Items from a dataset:
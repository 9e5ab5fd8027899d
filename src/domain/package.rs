//! Package domain model
//!
//! An installed unit of resources. The root package represents the
//! current project itself and is always classified enabled; installed
//! packages are classified from their install path and load result.

use serde::{Deserialize, Serialize};
use std::fmt;
use std::path::PathBuf;

use super::predicate::{Field, Fielded};

/// Installer name recorded when none is given explicitly
pub const DEFAULT_INSTALLER: &str = "user";

/// Install metadata recorded when a package was added
#[derive(Debug, Clone, PartialEq, Serialize, Deserialize)]
pub struct InstallInfo {
    /// Install path as recorded, often relative to the project root
    pub path: String,

    /// Name of the installer that added the package
    pub installer: String,
}

impl InstallInfo {
    pub fn new(path: impl Into<String>, installer: impl Into<String>) -> Self {
        Self {
            path: path.into(),
            installer: installer.into(),
        }
    }
}

/// Load failure detail for a package whose metadata could not be parsed
#[derive(Debug, Clone, PartialEq, Serialize, Deserialize)]
pub struct LoadError {
    /// Class of the underlying failure
    pub class: String,

    /// Failure message
    pub message: String,
}

impl LoadError {
    pub fn new(class: impl Into<String>, message: impl Into<String>) -> Self {
        Self {
            class: class.into(),
            message: message.into(),
        }
    }
}

impl fmt::Display for LoadError {
    fn fmt(&self, f: &mut fmt::Formatter<'_>) -> fmt::Result {
        write!(f, "{}: {}", self.class, self.message)
    }
}

/// Lifecycle state of a package
#[derive(Debug, Clone, Copy, PartialEq, Eq, Hash, Serialize, Deserialize)]
#[serde(rename_all = "kebab-case")]
pub enum PackageState {
    Enabled,
    /// The install path does not exist
    NotFound,
    /// The package metadata failed to parse
    NotLoadable,
}

impl PackageState {
    /// All states, in display order
    pub fn all() -> [PackageState; 3] {
        [
            PackageState::Enabled,
            PackageState::NotFound,
            PackageState::NotLoadable,
        ]
    }

    /// The state tag used in filters and output
    pub fn tag(&self) -> &'static str {
        match self {
            PackageState::Enabled => "enabled",
            PackageState::NotFound => "not-found",
            PackageState::NotLoadable => "not-loadable",
        }
    }
}

impl fmt::Display for PackageState {
    fn fmt(&self, f: &mut fmt::Formatter<'_>) -> fmt::Result {
        f.write_str(self.tag())
    }
}

/// An installed unit of resources
#[derive(Debug, Clone, PartialEq, Serialize, Deserialize)]
pub struct Package {
    /// Package name, often `vendor/name`
    pub name: String,

    /// Absolute install path
    pub install_path: PathBuf,

    /// Install metadata; `None` for the root package
    pub install_info: Option<InstallInfo>,

    /// Load failure, when the package metadata could not be parsed
    pub load_error: Option<LoadError>,
}

impl Package {
    /// Creates the root package for the current project
    pub fn root(name: impl Into<String>, install_path: impl Into<PathBuf>) -> Self {
        Self {
            name: name.into(),
            install_path: install_path.into(),
            install_info: None,
            load_error: None,
        }
    }

    /// Creates an installed package
    pub fn new(
        name: impl Into<String>,
        install_path: impl Into<PathBuf>,
        install_info: InstallInfo,
    ) -> Self {
        Self {
            name: name.into(),
            install_path: install_path.into(),
            install_info: Some(install_info),
            load_error: None,
        }
    }

    /// Returns true for the package of the current project itself
    pub fn is_root(&self) -> bool {
        self.install_info.is_none()
    }

    /// The installer name; empty for the root package
    pub fn installer(&self) -> &str {
        self.install_info
            .as_ref()
            .map(|info| info.installer.as_str())
            .unwrap_or("")
    }

    /// Classifies the package into exactly one lifecycle state
    ///
    /// Computed fresh on every call, never cached: the root package is
    /// always enabled; a missing install path wins over a load error.
    pub fn state(&self) -> PackageState {
        if self.is_root() {
            return PackageState::Enabled;
        }
        if !self.install_path.exists() {
            return PackageState::NotFound;
        }
        if self.load_error.is_some() {
            return PackageState::NotLoadable;
        }
        PackageState::Enabled
    }
}

impl Fielded for Package {
    fn field(&self, field: Field) -> String {
        match field {
            Field::Name => self.name.clone(),
            Field::Installer => self.installer().to_string(),
            Field::State => self.state().tag().to_string(),
        }
    }
}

Problem description:
As the exercise requires, copy out the data shown above word for word.

Task response:
repository 9e5ab5fd8027899d
filename src/domain/package.rs
//! Package domain model
//!
//! An installed unit of resources. The root package represents the
//! current project itself and is always classified enabled; installed
//! packages are classified from their install path and load result.

use serde::{Deserialize, Serialize};
use std::fmt;
use std::path::PathBuf;

use super::predicate::{Field, Fielded};

/// Installer name recorded when none is given explicitly
pub const DEFAULT_INSTALLER: &str = "user";

/// Install metadata recorded when a package was added
#[derive(Debug, Clone, PartialEq, Serialize, Deserialize)]
pub struct InstallInfo {
    /// Install path as recorded, often relative to the project root
    pub path: String,

    /// Name of the installer that added the package
    pub installer: String,
}

impl InstallInfo {
    pub fn new(path: impl Into<String>, installer: impl Into<String>) -> Self {
        Self {
            path: path.into(),
            installer: installer.into(),
        }
    }
}

/// Load failure detail for a package whose metadata could not be parsed
#[derive(Debug, Clone, PartialEq, Serialize, Deserialize)]
pub struct LoadError {
    /// Class of the underlying failure
    pub class: String,

    /// Failure message
    pub message: String,
}

impl LoadError {
    pub fn new(class: impl Into<String>, message: impl Into<String>) -> Self {
        Self {
            class: class.into(),
            message: message.into(),
        }
    }
}

impl fmt::Display for LoadError {
    fn fmt(&self, f: &mut fmt::Formatter<'_>) -> fmt::Result {
        write!(f, "{}: {}", self.class, self.message)
    }
}

/// Lifecycle state of a package
#[derive(Debug, Clone, Copy, PartialEq, Eq, Hash, Serialize, Deserialize)]
#[serde(rename_all = "kebab-case")]
pub enum PackageState {
    Enabled,
    /// The install path does not exist
    NotFound,
    /// The package metadata failed to parse
    NotLoadable,
}

impl PackageState {
    /// All states, in display order
    pub fn all() -> [PackageState; 3] {
        [
            PackageState::Enabled,
            PackageState::NotFound,
            PackageState::NotLoadable,
        ]
    }

    /// The state tag used in filters and output
    pub fn tag(&self) -> &'static str {
        match self {
            PackageState::Enabled => "enabled",
            PackageState::NotFound => "not-found",
            PackageState::NotLoadable => "not-loadable",
        }
    }
}

impl fmt::Display for PackageState {
    fn fmt(&self, f: &mut fmt::Formatter<'_>) -> fmt::Result {
        f.write_str(self.tag())
    }
}

/// An installed unit of resources
#[derive(Debug, Clone, PartialEq, Serialize, Deserialize)]
pub struct Package {
    /// Package name, often `vendor/name`
    pub name: String,

    /// Absolute install path
    pub install_path: PathBuf,

    /// Install metadata; `None` for the root package
    pub install_info: Option<InstallInfo>,

    /// Load failure, when the package metadata could not be parsed
    pub load_error: Option<LoadError>,
}

impl Package {
    /// Creates the root package for the current project
    pub fn root(name: impl Into<String>, install_path: impl Into<PathBuf>) -> Self {
        Self {
            name: name.into(),
            install_path: install_path.into(),
            install_info: None,
            load_error: None,
        }
    }

    /// Creates an installed package
    pub fn new(
        name: impl Into<String>,
        install_path: impl Into<PathBuf>,
        install_info: InstallInfo,
    ) -> Self {
        Self {
            name: name.into(),
            install_path: install_path.into(),
            install_info: Some(install_info),
            load_error: None,
        }
    }

    /// Returns true for the package of the current project itself
    pub fn is_root(&self) -> bool {
        self.install_info.is_none()
    }

    /// The installer name; empty for the root package
    pub fn installer(&self) -> &str {
        self.install_info
            .as_ref()
            .map(|info| info.installer.as_str())
            .unwrap_or("")
    }

    /// Classifies the package into exactly one lifecycle state
    ///
    /// Computed fresh on every call, never cached: the root package is
    /// always enabled; a missing install path wins over a load error.
    pub fn state(&self) -> PackageState {
        if self.is_root() {
            return PackageState::Enabled;
        }
        if !self.install_path.exists() {
            return PackageState::NotFound;
        }
        if self.load_error.is_some() {
            return PackageState::NotLoadable;
        }
        PackageState::Enabled
    }
}

impl Fielded for Package {
    fn field(&self, field: Field) -> String {
        match field {
            Field::Name => self.name.clone(),
            Field::Installer => self.installer().to_string(),
            Field::State => self.state().tag().to_string(),
        }
    }
}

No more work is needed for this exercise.